One of the first patients in the South West treated with ‘life changing’ Zolgensma on the NHS
Last updated: 06/07/2021
A three month old baby boy has become one of the first patients in the south west of England to receive Zolgensma on the NHS, a life-changing drug that can enable mobility and prolong life in babies and young children with Spinal Muscular Atrophy (SMA) Type 1.
Riley Cadle-Birch, who was diagnosed with SMA Type 1 when he was just four weeks old, became one of the first patients to receive the one-off gene therapy at Bristol Royal Hospital for Children on 30 June.
Zolgensma, dubbed the world’s most expensive drug with an NHS list price of £1.79 million per dose, is now available to patients on the NHS following a landmark deal struck in March.
The one hour long intravenous infusion works by providing a functional copy of the gene known as SMN1, which the body needs to make a protein that is essential for the normal functioning of nerves which control muscle movements. Patients with SMA have a defective copy of this gene, so when Zolgensma is delivered through an intravenous infusion, it passes into the nerve cells and provides instructions to the body to produce the protein and thereby restore nerve function.
Babies born with severe type 1 SMA – the most common form of the condition – experience paralysis, muscle weakness and progressive loss of movement and have a life expectancy of just two years.
In studies, Zolgensma, manufactured by Novartis Gene Therapies, has helped babies to reach milestones such as breathing without a ventilator, sitting up on their own and crawling and walking after the single infusion treatment.
University Hospitals Bristol and Weston NHS Foundation Trust (UHBW), which includes Bristol Royal Hospital for Children, was announced as one of four centres across the country which have been commissioned to administer the gene therapy.
The other three sites which have been confirmed are Manchester University NHS Foundation Trust, Sheffield Children’s NHS Foundation Trust, and Evelina London Children’s Hospital (part of Guy’s and St Thomas’ NHS Foundation Trust) and with agreement to develop a sub hub at Great Ormond Street Hospital for Children NHS Foundation Trust.
Riley underwent the gene therapy infusion last week after responding well to another form of treatment for SMA, nusinersen (also known as Spinraza).
His mother, Jade Cadle-Billingham, first noticed that something was wrong with Riley’s hand. This was also picked up by their midwife during an appointment when Riley was three weeks old, along with some issues with his breathing.
Riley was taken to hospital for a series of tests to check his reflexes, and was later diagnosed with SMA Type 1.
After a difficult start, with a period of time spent on life support, Riley begun receiving Spinraza. This had a positive effect on Riley, so his medical team at Bristol Royal Hospital for Children discussed his case at the national Zolgensma multi-disciplinary meeting with the other three centres, and it was agreed that Riley met the criteria for receiving this life-changing gene therapy treatment.
Jade, from Gloucester, said: “We’ve been on a really rocky road with Riley, with him being so ill at times we weren’t sure if he would make it.

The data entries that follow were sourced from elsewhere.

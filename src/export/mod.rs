//! Row-oriented CSV logs.
//!
//! | Log            | Header | Written                         | Read back |
//! |----------------|--------|---------------------------------|-----------|
//! | frame log      | no     | once per normalized frame       | yes       |
//! | packet log     | yes    | once per ingested packet        | yes       |
//! | streams log    | yes    | once per session at end of run  | no        |
//! | stats log      | no     | on each accumulator report      | no        |
//!
//! Readers never fail on a bad row: the row is reported as a
//! [`AnalysisError::MalformedRecord`](crate::AnalysisError) with its line
//! number and reading continues.

pub mod frame_log;
pub mod packet_log;
pub mod stats_log;
pub mod streams_log;

pub use frame_log::{FrameLog, FrameLogReader, FrameLogWriter, load_frame_log};
pub use packet_log::{PacketLogReader, PacketLogWriter};
pub use stats_log::StatsLogWriter;
pub use streams_log::StreamsLogWriter;

use std::fmt::Write as _;
use std::str::FromStr;

use crate::types::FiveTuple;
use crate::{AnalysisError, Result};

/// Append `protocol,ip_src,tp_src,ip_dst,tp_dst`.
pub(crate) fn push_five_tuple(row: &mut String, five_tuple: &FiveTuple) {
    let _ = write!(
        row,
        "{},{},{},{},{}",
        five_tuple.protocol,
        five_tuple.src,
        five_tuple.src_port,
        five_tuple.dst,
        five_tuple.dst_port
    );
}

/// Extension bytes as six lowercase hex digits.
pub(crate) fn format_ext(ext: &[u8; 3]) -> String {
    format!("{:02x}{:02x}{:02x}", ext[0], ext[1], ext[2])
}

pub(crate) fn parse_ext(field: &str) -> Option<[u8; 3]> {
    let digits = field.strip_prefix("0x").unwrap_or(field);
    if digits.len() != 6 {
        return None;
    }
    let value = u32::from_str_radix(digits, 16).ok()?;
    let [_, a, b, c] = value.to_be_bytes();
    Some([a, b, c])
}

/// Positional field access over one CSV row with line-aware errors.
pub(crate) struct CsvFields<'a> {
    fields: Vec<&'a str>,
    next: usize,
    line: u64,
}

impl<'a> CsvFields<'a> {
    /// Split `row`, requiring exactly `expected` columns.
    pub(crate) fn split(row: &'a str, expected: usize, line: u64) -> Result<Self> {
        let fields: Vec<&str> = row.split(',').map(str::trim).collect();
        if fields.len() != expected {
            return Err(AnalysisError::malformed(
                line,
                format!("expected {} fields, found {}", expected, fields.len()),
            ));
        }
        Ok(Self { fields, next: 0, line })
    }

    pub(crate) fn next_str(&mut self, name: &str) -> Result<&'a str> {
        let field = self.fields.get(self.next).copied().ok_or_else(|| {
            AnalysisError::malformed(self.line, format!("missing field '{}'", name))
        })?;
        self.next += 1;
        Ok(field)
    }

    pub(crate) fn next_parsed<T: FromStr>(&mut self, name: &str) -> Result<T> {
        let line = self.line;
        let field = self.next_str(name)?;
        field.parse().map_err(|_| {
            AnalysisError::malformed(line, format!("invalid {} '{}'", name, field))
        })
    }

    pub(crate) fn next_five_tuple(&mut self) -> Result<FiveTuple> {
        Ok(FiveTuple {
            protocol: self.next_parsed("protocol")?,
            src: self.next_parsed("ip_src")?,
            src_port: self.next_parsed("tp_src")?,
            dst: self.next_parsed("ip_dst")?,
            dst_port: self.next_parsed("tp_dst")?,
        })
    }

    pub(crate) fn line(&self) -> u64 {
        self.line
    }
}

“When we started to suspect he may have SMA, I began researching the condition and came across Zolgensma, which at the time had only been announced as approved by the NHS, but we didn’t yet know where it would be available or if Riley would be able to have it.
“We want to do anything we can to raise awareness of this life-changing treatment, and to give hope to other SMA families going through the same thing.

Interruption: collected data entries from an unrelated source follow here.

//! Analyzer configuration
//!
//! All fields are defaulted, so an empty YAML document yields the stock
//! configuration:
//!
//! ```yaml
//! audio_media_tag: 15
//! video_media_tag: 16
//! audio_sampling_rate: 8000
//! video_sampling_rate: 90000
//! stats_interval_secs: 1
//! normalization:
//!   window_capacity: 100
//!   media_tag: 16
//!   stream_type: media
//! ```

use serde::{Deserialize, Serialize};
use std::path::Path;

use crate::types::{MediaType, PacketMeta, StreamType};
use crate::{AnalysisError, Result};

/// Top-level analyzer configuration.
#[derive(Debug, Clone, PartialEq, Serialize, Deserialize)]
#[serde(default, deny_unknown_fields)]
pub struct AnalyzerConfig {
    /// Media tag identifying audio packets
    pub audio_media_tag: u8,
    /// Media tag identifying video packets
    pub video_media_tag: u8,
    /// RTP clock rate for audio sessions in Hz
    pub audio_sampling_rate: u32,
    /// RTP clock rate for every non-audio session in Hz
    pub video_sampling_rate: u32,
    /// Capture-time cadence of per-session statistics reports
    pub stats_interval_secs: u64,
    pub normalization: NormalizationConfig,
}

impl Default for AnalyzerConfig {
    fn default() -> Self {
        Self {
            audio_media_tag: 15,
            video_media_tag: 16,
            audio_sampling_rate: 8000,
            video_sampling_rate: 90_000,
            stats_interval_secs: 1,
            normalization: NormalizationConfig::default(),
        }
    }
}

impl AnalyzerConfig {
    /// Parse a YAML configuration document.
    pub fn from_yaml_str(yaml: &str) -> Result<Self> {
        if yaml.trim().is_empty() {
            return Ok(Self::default());
        }
        let config: Self = serde_yaml_ng::from_str(yaml)?;
        config.validate()?;
        Ok(config)
    }

    /// Load a YAML configuration file.
    pub fn from_path<P: AsRef<Path>>(path: P) -> Result<Self> {
        let path = path.as_ref();
        let yaml = std::fs::read_to_string(path)
            .map_err(|e| AnalysisError::unreadable(path.to_path_buf(), e))?;
        Self::from_yaml_str(&yaml)
    }

    pub fn validate(&self) -> Result<()> {
        if self.audio_sampling_rate == 0 || self.video_sampling_rate == 0 {
            return Err(AnalysisError::config("sampling rates must be non-zero"));
        }
        if self.normalization.window_capacity == 0 {
            return Err(AnalysisError::config("normalization.window_capacity must be non-zero"));
        }
        if self.stats_interval_secs == 0 {
            return Err(AnalysisError::config("stats_interval_secs must be non-zero"));
        }
        Ok(())
    }

    /// Classify a packet media tag.
    pub fn media_type(&self, media_tag: u8) -> MediaType {
        if media_tag == self.audio_media_tag {
            MediaType::Audio
        } else if media_tag == self.video_media_tag {
            MediaType::Video
        } else {
            MediaType::Other(media_tag)
        }
    }

    /// RTP clock rate for a session of the given media type.
    pub fn sampling_rate(&self, media_type: MediaType) -> u32 {
        match media_type {
            MediaType::Audio => self.audio_sampling_rate,
            MediaType::Video | MediaType::Other(_) => self.video_sampling_rate,
        }
    }
}

/// Which frames feed clock normalization, and how many samples the offset
/// window keeps.
#[derive(Debug, Clone, PartialEq, Serialize, Deserialize)]
#[serde(default, deny_unknown_fields)]
pub struct NormalizationConfig {
    pub window_capacity: usize,
    /// Media tag the first packet of a frame must carry
    pub media_tag: u8,
    /// Stream type the owning session must have
    pub stream_type: StreamType,
}

impl Default for NormalizationConfig {
    fn default() -> Self {
        Self { window_capacity: 100, media_tag: 16, stream_type: StreamType::Media }
    }
}

impl NormalizationConfig {
    /// Whether a frame takes part in normalization and export.
    pub fn accepts(&self, first_packet: &PacketMeta, stream_type: StreamType) -> bool {
        first_packet.media_tag == self.media_tag && stream_type == self.stream_type
    }
}

#[cfg(test)]
mod tests {
    use super::*;
    use anyhow::Result;

    #[test]
    fn empty_document_is_default() -> Result<()> {
        assert_eq!(AnalyzerConfig::from_yaml_str("")?, AnalyzerConfig::default());
        assert_eq!(AnalyzerConfig::from_yaml_str("{}")?, AnalyzerConfig::default());
        Ok(())
    }

    #[test]
    fn partial_documents_keep_defaults() -> Result<()> {
        let config = AnalyzerConfig::from_yaml_str(
            "video_media_tag: 98\nnormalization:\n  media_tag: 98\n  window_capacity: 20\n",
        )?;

        assert_eq!(config.video_media_tag, 98);
        assert_eq!(config.audio_media_tag, 15);
        assert_eq!(config.normalization.window_capacity, 20);
        assert_eq!(config.normalization.stream_type, StreamType::Media);
        assert_eq!(config.media_type(98), MediaType::Video);
        assert_eq!(config.media_type(16), MediaType::Other(16));
        Ok(())
    }

    #[test]
    fn invalid_documents_are_config_errors() {
        let unknown = AnalyzerConfig::from_yaml_str("no_such_key: 1");
        assert!(matches!(unknown, Err(AnalysisError::Config { .. })));

        let zero_window = AnalyzerConfig::from_yaml_str("normalization:\n  window_capacity: 0\n");
        assert!(matches!(zero_window, Err(AnalysisError::Config { .. })));
    }

    #[test]
    fn sampling_rate_by_media_type() {
        let config = AnalyzerConfig::default();
        assert_eq!(config.sampling_rate(config.media_type(15)), 8000);
        assert_eq!(config.sampling_rate(config.media_type(16)), 90_000);
        assert_eq!(config.sampling_rate(config.media_type(33)), 90_000);
    }

    #[test]
    fn normalization_predicate() {
        let predicate = NormalizationConfig::default();
        let video = PacketMeta { media_tag: 16, ..Default::default() };
        let audio = PacketMeta { media_tag: 15, ..Default::default() };

        assert!(predicate.accepts(&video, StreamType::Media));
        assert!(!predicate.accepts(&video, StreamType::Fec));
        assert!(!predicate.accepts(&audio, StreamType::Media));
    }

    #[test]
    fn missing_file_is_unreadable() {
        let result = AnalyzerConfig::from_path("/definitely/not/here.yaml");
        assert!(matches!(result, Err(AnalysisError::UnreadableSource { .. })));
    }
}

“Having this treatment is like giving him his future.”
Dr Kayal Vijayakumar, consultant paediatric neurologist at Bristol Royal Hospital for Children and clinical lead for the hospital’s neuromuscular service, said:
“I feel very privileged as part of this team to be in a position where we can now offer families this ground breaking treatment. The data from scientific studies illustrates that this treatment can significantly change the lives of those children affected by Spinal Muscular Atrophy.
“We’re incredibly excited to have been chosen as one of the four national centres in England, and look forward to working closely with the other centres to ensure eligible patients are able to receive treatment regardless of where they live.
“I hope the success of this treatment will act as a springboard for more gene therapies to become available in the future.”
Jon Standing, Director of Pharmacy at University Hospitals Bristol and Weston NHS Foundation Trust said
“It’s a privilege for us as a pharmacy department to be involved in the preparation and provision of this ground breaking treatment. It will be a true team approach with many services in the Trust pulling together to deliver the service.
“This treatment offers real hope of a brighter future for SMA Type 1 patients and their families.”